Benefits Are Determine by Several Factors
When it comes to determining benefits through the GI bill, several different factors are looked at. These factors will determine the amount of benefits you receive, as well as the duration of benefits.
Time in Service
The first factor that's looked at is time in service. The longer you served active duty in the military, the larger your benefits package will be.
In addition to your time in service, the actual number of credits you'll be taking is also considered. For instance, if you'll be attending college full-time, you'll receive your full benefits. However, you'll only receive a portion of your benefits if you'll be attending college half-time or part-time.
One thing you should know is that you can start using your GI bill while you're still on active duty in the military. Once you've separated from the military, you will be allowed to continue using your GI bill for your education.

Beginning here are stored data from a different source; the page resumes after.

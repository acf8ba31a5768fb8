//! Pagination and filter parameters for listings.

use chrono::{DateTime, Utc};
use serde::{Deserialize, Serialize};
use ts_rs::TS;

use crate::enums::{ResidentCondition, SortOrder};
use crate::ids::PostId;

/// Default number of rows in a page when the caller does not say.
pub const DEFAULT_PAGE_LIMIT: u32 = 50;

/// A window into an ordered listing.
///
/// Listings are ordered by (timestamp, id), so re-requesting the same
/// offset after new appends yields the same rows for oldest-first order.
#[derive(Debug, Clone, Copy, PartialEq, Eq, Serialize, Deserialize, TS)]
#[ts(export, export_to = "bindings/")]
pub struct Page {
    /// Number of rows to skip.
    pub offset: u64,
    /// Maximum number of rows to return.
    pub limit: u32,
    /// Ordering of the listing.
    pub order: SortOrder,
}

impl Page {
    /// First page with the given limit, oldest first.
    pub const fn first(limit: u32) -> Self {
        Self {
            offset: 0,
            limit,
            order: SortOrder::OldestFirst,
        }
    }

    /// Same window in the given order.
    #[must_use]
    pub const fn ordered(mut self, order: SortOrder) -> Self {
        self.order = order;
        self
    }

    /// Offset of the page following this one, if `total` rows leave any.
    pub fn next_offset(&self, total: u64) -> Option<u64> {
        let next = self.offset.checked_add(u64::from(self.limit))?;
        (next < total).then_some(next)
    }
}

impl Default for Page {
    fn default() -> Self {
        Self::first(DEFAULT_PAGE_LIMIT)
    }
}

/// Filter for resident listings.
#[derive(Debug, Clone, Default, PartialEq, Eq, Serialize, Deserialize, TS)]
#[ts(export, export_to = "bindings/")]
pub struct ResidentFilter {
    /// Only residents in this condition.
    pub condition: Option<ResidentCondition>,
    /// Only residents sheltered at this post.
    pub posko_id: Option<PostId>,
    /// Only records modified at or after this instant.
    pub updated_since: Option<DateTime<Utc>>,
}

#[cfg(test)]
mod tests {
    use super::*;

    #[test]
    fn next_offset_stops_at_total() {
        let page = Page::first(10);
        assert_eq!(page.next_offset(25), Some(10));
        assert_eq!(page.next_offset(10), None);
        assert_eq!(page.next_offset(0), None);
    }
}
//! Balance verification for the stock ledger.
//!
//! The transaction log is the source of truth; the materialized balance
//! on an item is a cache of it. For every item the check is:
//!
//! ```text
//! current_stock == sum(IN quantities) - sum(OUT quantities)
//! ```
//!
//! Because every movement goes through [`next_balance`](crate::next_balance)
//! together with its balance update, this holds by construction. The
//! replay exists to detect data corrupted outside the ledger (manual SQL,
//! partial restores).

use relief_types::{BalanceCheck, Direction, LogisticsTransaction};

use crate::LedgerError;

/// Replay a log in order with the live recording rule; a log that ever
/// goes negative fails at the offending entry.
fn replay(entries: &[LogisticsTransaction]) -> Result<i64, LedgerError> {
    entries.iter().try_fold(0_i64, |balance, tx| {
        crate::next_balance(tx.item_id, balance, tx.direction, tx.quantity)
    })
}

/// Compare a materialized balance with the sum of its log.
///
/// The verdict uses plain signed summation, so a drifted balance is
/// reported with the number the log implies. The log is also replayed in
/// order; an entry that would have overdrawn is logged as a warning even
/// when the totals agree.
pub fn verify_balance(recorded: i64, entries: &[LogisticsTransaction]) -> BalanceCheck {
    if let Err(err) = replay(entries) {
        tracing::warn!(recorded, error = %err, "Stock log overdraws when replayed in order");
    }

    let expected = entries.iter().try_fold(0_i64, |sum, tx| match tx.direction {
        Direction::In => sum.checked_add(tx.quantity),
        Direction::Out => sum.checked_sub(tx.quantity),
    });

    match expected {
        Some(expected) if expected == recorded => BalanceCheck::Balanced { balance: recorded },
        Some(expected) => {
            tracing::warn!(expected, recorded, "Stock balance drift detected");
            BalanceCheck::Drift { expected, recorded }
        }
        None => {
            tracing::warn!(recorded, "Stock log sum overflowed during verification");
            BalanceCheck::Drift {
                expected: i64::MAX,
                recorded,
            }
        }
    }
}

#[cfg(test)]
#[allow(clippy::unwrap_used)]
mod tests {
    use super::*;
    use crate::TransactionBuilder;
    use relief_types::{Actor, ItemId};

    fn movement(item: ItemId, direction: Direction, quantity: i64) -> LogisticsTransaction {
        TransactionBuilder::new(item, direction)
            .quantity(quantity)
            .recorded_by(Actor::new("op-1"))
            .build()
            .unwrap()
    }

    #[test]
    fn empty_log_balances_at_zero() {
        assert_eq!(verify_balance(0, &[]), BalanceCheck::Balanced { balance: 0 });
        assert_eq!(replay(&[]), Ok(0));
    }

    #[test]
    fn matching_balance_is_balanced() {
        let item = ItemId::new();
        let log = vec![
            movement(item, Direction::In, 50),
            movement(item, Direction::Out, 15),
            movement(item, Direction::In, 5),
        ];
        assert_eq!(replay(&log), Ok(40));
        assert_eq!(verify_balance(40, &log), BalanceCheck::Balanced { balance: 40 });
    }

    #[test]
    fn tampered_balance_is_drift() {
        let item = ItemId::new();
        let log = vec![movement(item, Direction::In, 10)];
        assert_eq!(
            verify_balance(12, &log),
            BalanceCheck::Drift {
                expected: 10,
                recorded: 12,
            }
        );
    }

    #[test]
    fn out_of_order_log_still_balances_on_totals() {
        let item = ItemId::new();
        let log = vec![
            movement(item, Direction::Out, 4),
            movement(item, Direction::In, 10),
        ];
        assert!(replay(&log).is_err());
        assert_eq!(verify_balance(6, &log), BalanceCheck::Balanced { balance: 6 });
    }

    #[test]
    fn replay_refuses_log_that_overdraws() {
        let item = ItemId::new();
        let log = vec![
            movement(item, Direction::In, 5),
            movement(item, Direction::Out, 8),
        ];
        assert!(matches!(
            replay(&log),
            Err(LedgerError::InsufficientStock { available: 5, requested: 8, .. })
        ));
    }
}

GI Bill Benefits Are Flexible
One of the benefits of using the GI bill is that it's flexible, meaning you can use it when you need it and set it aside when you don't. This is particularly beneficial when unexpected events require you to take a break from your education. Once you're able to return to school, the benefits will be there for you to use. It is important to note that your GI bill benefits come with a time limit. You will have between 10 years and 15 years to begin using your benefits once you are separated from the military, depending on the type of GI bill you have – post 9/11 GI bill, or Montgomery GI bill.
You Can Transfer Benefits to Dependents
If you've decided not to use your GI bill for yourself, and you have dependents, you can transfer the benefits to them. This transfer applies to spouses and children. You can also transfer a portion of the benefits so that you can utilize them, as well.